#### Items from a data source

- - - -

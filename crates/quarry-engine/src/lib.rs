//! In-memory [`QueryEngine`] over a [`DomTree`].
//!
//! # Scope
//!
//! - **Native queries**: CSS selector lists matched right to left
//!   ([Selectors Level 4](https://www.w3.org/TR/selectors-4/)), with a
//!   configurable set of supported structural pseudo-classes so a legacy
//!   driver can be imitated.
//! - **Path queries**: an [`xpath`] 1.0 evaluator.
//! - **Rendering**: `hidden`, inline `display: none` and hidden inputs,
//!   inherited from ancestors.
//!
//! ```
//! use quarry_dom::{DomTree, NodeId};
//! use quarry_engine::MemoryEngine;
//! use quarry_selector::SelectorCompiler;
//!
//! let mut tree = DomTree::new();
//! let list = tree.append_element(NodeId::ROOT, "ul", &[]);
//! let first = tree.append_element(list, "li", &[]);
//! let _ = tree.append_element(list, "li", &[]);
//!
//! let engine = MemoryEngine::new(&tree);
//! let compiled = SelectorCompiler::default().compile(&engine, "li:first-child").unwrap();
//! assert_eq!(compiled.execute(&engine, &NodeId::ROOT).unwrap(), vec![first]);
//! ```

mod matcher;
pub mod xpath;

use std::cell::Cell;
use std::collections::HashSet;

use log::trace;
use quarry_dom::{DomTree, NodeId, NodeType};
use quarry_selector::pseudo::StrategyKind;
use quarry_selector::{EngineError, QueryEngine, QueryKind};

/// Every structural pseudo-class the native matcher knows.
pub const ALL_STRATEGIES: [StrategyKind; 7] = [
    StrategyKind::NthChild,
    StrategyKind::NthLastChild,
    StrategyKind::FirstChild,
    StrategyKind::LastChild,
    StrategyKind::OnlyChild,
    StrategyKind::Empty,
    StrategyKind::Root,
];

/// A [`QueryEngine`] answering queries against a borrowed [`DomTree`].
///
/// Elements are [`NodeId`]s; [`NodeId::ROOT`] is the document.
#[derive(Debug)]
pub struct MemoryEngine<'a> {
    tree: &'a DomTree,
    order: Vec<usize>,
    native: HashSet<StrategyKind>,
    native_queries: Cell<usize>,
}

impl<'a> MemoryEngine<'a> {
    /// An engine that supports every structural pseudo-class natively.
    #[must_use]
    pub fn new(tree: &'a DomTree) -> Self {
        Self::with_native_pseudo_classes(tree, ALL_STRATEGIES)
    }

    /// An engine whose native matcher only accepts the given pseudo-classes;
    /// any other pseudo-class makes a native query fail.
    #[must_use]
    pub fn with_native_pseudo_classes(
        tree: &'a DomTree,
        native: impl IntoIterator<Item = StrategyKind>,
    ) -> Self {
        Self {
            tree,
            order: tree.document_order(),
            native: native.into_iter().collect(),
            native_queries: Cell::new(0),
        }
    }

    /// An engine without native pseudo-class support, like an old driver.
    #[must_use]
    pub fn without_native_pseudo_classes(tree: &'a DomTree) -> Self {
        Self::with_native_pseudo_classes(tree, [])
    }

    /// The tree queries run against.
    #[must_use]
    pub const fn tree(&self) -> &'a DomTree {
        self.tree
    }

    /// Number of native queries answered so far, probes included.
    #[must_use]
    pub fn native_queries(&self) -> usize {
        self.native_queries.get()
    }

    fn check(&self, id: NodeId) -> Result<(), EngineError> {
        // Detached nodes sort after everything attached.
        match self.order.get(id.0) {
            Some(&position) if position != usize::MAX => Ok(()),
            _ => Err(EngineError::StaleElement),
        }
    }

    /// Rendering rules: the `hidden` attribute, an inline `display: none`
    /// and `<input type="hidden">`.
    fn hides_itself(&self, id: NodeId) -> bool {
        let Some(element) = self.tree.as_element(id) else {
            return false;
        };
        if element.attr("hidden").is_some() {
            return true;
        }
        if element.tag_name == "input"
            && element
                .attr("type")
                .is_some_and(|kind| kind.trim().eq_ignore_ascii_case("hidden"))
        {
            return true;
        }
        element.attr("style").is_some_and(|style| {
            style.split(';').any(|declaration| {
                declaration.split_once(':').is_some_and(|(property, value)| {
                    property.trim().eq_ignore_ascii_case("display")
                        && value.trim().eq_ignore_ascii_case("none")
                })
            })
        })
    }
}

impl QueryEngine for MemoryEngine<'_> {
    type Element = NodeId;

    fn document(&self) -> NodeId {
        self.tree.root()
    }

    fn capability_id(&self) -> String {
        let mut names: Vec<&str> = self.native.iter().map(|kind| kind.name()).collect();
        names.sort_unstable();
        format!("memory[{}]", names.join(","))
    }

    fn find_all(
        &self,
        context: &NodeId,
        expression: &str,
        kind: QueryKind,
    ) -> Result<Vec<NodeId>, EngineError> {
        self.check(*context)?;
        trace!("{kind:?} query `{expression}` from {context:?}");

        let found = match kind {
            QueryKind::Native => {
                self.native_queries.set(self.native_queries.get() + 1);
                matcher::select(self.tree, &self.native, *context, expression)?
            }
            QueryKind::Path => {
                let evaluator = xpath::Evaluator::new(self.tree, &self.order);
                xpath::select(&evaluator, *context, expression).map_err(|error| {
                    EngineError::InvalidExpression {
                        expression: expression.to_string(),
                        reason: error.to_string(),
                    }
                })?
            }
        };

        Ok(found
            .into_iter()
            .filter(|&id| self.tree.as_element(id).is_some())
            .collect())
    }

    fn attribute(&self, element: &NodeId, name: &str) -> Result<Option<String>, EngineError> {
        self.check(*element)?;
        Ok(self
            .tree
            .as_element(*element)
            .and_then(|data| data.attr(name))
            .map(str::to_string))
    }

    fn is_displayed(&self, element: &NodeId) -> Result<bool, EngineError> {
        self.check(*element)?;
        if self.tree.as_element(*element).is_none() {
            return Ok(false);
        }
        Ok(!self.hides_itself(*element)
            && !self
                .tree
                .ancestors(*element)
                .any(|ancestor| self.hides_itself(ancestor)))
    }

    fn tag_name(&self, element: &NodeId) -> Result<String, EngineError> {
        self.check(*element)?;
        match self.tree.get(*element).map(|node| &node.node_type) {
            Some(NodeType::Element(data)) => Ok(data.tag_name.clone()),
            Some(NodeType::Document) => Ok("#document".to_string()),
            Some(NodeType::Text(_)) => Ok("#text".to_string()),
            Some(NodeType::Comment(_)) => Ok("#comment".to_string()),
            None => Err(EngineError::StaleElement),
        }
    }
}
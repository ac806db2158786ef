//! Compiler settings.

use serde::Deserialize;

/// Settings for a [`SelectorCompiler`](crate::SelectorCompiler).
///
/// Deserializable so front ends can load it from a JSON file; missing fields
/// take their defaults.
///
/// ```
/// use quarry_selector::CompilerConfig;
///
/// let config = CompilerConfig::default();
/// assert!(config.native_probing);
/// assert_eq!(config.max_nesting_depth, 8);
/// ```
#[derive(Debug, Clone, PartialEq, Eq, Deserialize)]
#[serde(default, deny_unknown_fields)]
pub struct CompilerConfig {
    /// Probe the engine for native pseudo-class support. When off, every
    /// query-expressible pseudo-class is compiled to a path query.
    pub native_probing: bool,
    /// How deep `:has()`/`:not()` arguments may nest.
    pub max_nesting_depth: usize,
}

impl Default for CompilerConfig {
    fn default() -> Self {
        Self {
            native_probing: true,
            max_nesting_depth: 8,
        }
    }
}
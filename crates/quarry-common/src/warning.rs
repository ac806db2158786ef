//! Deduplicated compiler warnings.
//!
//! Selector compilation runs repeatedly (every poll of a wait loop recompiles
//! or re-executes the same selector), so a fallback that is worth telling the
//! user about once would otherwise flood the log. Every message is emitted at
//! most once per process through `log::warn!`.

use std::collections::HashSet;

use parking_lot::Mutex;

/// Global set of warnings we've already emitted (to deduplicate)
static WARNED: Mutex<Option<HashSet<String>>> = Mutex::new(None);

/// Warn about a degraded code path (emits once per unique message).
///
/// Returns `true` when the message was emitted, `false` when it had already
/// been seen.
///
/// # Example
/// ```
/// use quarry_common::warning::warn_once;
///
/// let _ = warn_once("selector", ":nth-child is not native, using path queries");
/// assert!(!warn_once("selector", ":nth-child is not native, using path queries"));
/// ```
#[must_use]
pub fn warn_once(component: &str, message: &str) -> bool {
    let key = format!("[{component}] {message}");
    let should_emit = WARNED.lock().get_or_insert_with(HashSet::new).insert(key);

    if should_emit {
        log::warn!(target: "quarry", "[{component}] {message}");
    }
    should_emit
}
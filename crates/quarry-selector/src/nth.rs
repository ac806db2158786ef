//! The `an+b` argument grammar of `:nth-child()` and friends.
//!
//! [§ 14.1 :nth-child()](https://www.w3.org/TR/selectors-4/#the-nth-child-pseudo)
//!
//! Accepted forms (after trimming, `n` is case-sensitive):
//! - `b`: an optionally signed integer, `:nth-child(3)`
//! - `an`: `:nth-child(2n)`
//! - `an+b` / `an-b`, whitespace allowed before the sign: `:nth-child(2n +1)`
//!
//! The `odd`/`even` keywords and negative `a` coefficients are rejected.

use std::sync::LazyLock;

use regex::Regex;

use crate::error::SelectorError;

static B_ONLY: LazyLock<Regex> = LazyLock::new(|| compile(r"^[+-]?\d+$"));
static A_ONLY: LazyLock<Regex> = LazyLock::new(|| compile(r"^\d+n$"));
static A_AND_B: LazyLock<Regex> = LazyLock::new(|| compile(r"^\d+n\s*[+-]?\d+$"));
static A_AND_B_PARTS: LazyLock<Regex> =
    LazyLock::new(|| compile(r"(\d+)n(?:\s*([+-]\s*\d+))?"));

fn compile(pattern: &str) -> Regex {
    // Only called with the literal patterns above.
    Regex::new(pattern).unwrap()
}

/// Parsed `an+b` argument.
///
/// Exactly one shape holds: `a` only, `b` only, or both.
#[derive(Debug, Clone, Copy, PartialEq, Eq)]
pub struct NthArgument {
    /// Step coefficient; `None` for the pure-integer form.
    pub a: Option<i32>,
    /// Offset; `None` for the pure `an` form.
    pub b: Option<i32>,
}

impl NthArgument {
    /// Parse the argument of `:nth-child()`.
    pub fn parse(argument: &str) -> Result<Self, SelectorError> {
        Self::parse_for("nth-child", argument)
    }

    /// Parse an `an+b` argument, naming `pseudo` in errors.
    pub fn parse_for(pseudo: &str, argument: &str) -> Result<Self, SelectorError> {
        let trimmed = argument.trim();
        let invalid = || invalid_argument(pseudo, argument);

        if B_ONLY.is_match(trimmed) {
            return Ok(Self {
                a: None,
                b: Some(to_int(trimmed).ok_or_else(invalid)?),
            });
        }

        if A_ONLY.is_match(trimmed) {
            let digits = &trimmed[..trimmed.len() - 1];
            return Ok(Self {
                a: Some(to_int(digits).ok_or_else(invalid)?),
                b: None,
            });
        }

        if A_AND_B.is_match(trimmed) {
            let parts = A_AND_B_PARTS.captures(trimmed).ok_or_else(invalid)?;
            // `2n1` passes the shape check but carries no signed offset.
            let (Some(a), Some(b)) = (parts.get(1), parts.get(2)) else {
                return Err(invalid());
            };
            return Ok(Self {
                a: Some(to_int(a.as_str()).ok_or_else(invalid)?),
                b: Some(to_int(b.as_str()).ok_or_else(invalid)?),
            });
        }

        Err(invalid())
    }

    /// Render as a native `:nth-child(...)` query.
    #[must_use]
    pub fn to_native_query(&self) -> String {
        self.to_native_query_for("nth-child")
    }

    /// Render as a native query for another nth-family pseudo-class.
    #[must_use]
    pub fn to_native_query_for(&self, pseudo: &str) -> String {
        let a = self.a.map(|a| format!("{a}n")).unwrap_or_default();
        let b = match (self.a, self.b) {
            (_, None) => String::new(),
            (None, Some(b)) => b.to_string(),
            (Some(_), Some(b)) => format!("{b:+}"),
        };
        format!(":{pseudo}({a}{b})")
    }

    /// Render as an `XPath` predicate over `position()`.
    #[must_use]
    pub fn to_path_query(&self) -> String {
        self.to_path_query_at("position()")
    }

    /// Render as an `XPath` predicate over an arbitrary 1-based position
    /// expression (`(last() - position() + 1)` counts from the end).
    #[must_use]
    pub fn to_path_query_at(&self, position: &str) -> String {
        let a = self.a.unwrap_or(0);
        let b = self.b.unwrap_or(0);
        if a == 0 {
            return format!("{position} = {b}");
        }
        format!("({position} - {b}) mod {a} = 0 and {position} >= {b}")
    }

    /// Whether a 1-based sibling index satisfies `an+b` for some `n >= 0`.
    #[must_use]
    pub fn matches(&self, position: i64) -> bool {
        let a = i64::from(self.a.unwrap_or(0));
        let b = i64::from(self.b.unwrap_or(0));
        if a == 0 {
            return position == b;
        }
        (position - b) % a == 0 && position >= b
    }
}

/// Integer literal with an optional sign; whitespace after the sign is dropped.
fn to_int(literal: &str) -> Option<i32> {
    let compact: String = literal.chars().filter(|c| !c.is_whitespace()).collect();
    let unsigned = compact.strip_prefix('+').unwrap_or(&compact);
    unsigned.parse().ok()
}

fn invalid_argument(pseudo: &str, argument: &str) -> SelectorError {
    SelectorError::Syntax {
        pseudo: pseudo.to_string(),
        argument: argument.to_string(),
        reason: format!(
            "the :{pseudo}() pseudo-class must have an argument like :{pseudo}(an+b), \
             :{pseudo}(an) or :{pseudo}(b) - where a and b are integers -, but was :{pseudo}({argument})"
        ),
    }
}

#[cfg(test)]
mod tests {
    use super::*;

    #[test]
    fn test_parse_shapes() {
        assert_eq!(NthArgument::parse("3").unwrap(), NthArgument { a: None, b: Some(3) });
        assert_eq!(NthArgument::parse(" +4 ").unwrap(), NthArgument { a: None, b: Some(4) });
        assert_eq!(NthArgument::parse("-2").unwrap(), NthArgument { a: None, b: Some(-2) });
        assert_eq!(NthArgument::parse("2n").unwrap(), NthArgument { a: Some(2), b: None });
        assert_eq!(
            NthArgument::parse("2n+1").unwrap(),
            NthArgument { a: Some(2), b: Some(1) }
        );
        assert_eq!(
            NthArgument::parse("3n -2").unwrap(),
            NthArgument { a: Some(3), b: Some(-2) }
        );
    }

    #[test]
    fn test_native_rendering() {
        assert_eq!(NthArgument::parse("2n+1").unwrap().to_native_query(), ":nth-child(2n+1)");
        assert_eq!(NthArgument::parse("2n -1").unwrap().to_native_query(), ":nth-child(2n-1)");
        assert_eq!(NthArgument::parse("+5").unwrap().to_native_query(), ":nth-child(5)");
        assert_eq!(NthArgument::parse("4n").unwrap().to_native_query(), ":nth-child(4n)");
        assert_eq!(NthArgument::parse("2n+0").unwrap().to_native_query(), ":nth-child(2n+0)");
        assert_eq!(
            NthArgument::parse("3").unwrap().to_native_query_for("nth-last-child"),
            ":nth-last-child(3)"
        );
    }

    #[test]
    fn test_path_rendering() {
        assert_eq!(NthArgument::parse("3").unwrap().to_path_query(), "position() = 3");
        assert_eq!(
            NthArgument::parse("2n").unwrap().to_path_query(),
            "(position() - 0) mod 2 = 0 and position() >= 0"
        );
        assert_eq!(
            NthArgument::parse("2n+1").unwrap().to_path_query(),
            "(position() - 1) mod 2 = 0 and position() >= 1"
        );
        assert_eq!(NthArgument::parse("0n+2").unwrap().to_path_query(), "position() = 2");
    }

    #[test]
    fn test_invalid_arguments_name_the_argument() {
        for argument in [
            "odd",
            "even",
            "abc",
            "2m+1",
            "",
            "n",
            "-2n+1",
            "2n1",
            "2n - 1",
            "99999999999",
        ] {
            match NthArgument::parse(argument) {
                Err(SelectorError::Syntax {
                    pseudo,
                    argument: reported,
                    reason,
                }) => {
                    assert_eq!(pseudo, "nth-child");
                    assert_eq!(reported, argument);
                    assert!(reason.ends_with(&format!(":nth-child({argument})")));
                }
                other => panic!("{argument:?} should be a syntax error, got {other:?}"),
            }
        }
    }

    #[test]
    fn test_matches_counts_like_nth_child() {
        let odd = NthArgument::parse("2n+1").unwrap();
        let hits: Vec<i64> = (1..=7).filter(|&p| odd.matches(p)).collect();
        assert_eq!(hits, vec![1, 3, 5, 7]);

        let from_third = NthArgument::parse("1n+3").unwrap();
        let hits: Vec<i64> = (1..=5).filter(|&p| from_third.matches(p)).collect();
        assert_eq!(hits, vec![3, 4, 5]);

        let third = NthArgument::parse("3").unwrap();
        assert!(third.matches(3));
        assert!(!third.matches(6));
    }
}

- - - -

#### THE PROBLEM
Above are the records; copy every line in them that holds the word "impl".

#### RESULT FOR THIS TASK
impl<'a> MemoryEngine<'a> {
        native: impl IntoIterator<Item = StrategyKind>,
impl QueryEngine for MemoryEngine<'_> {
impl Default for CompilerConfig {
impl NthArgument {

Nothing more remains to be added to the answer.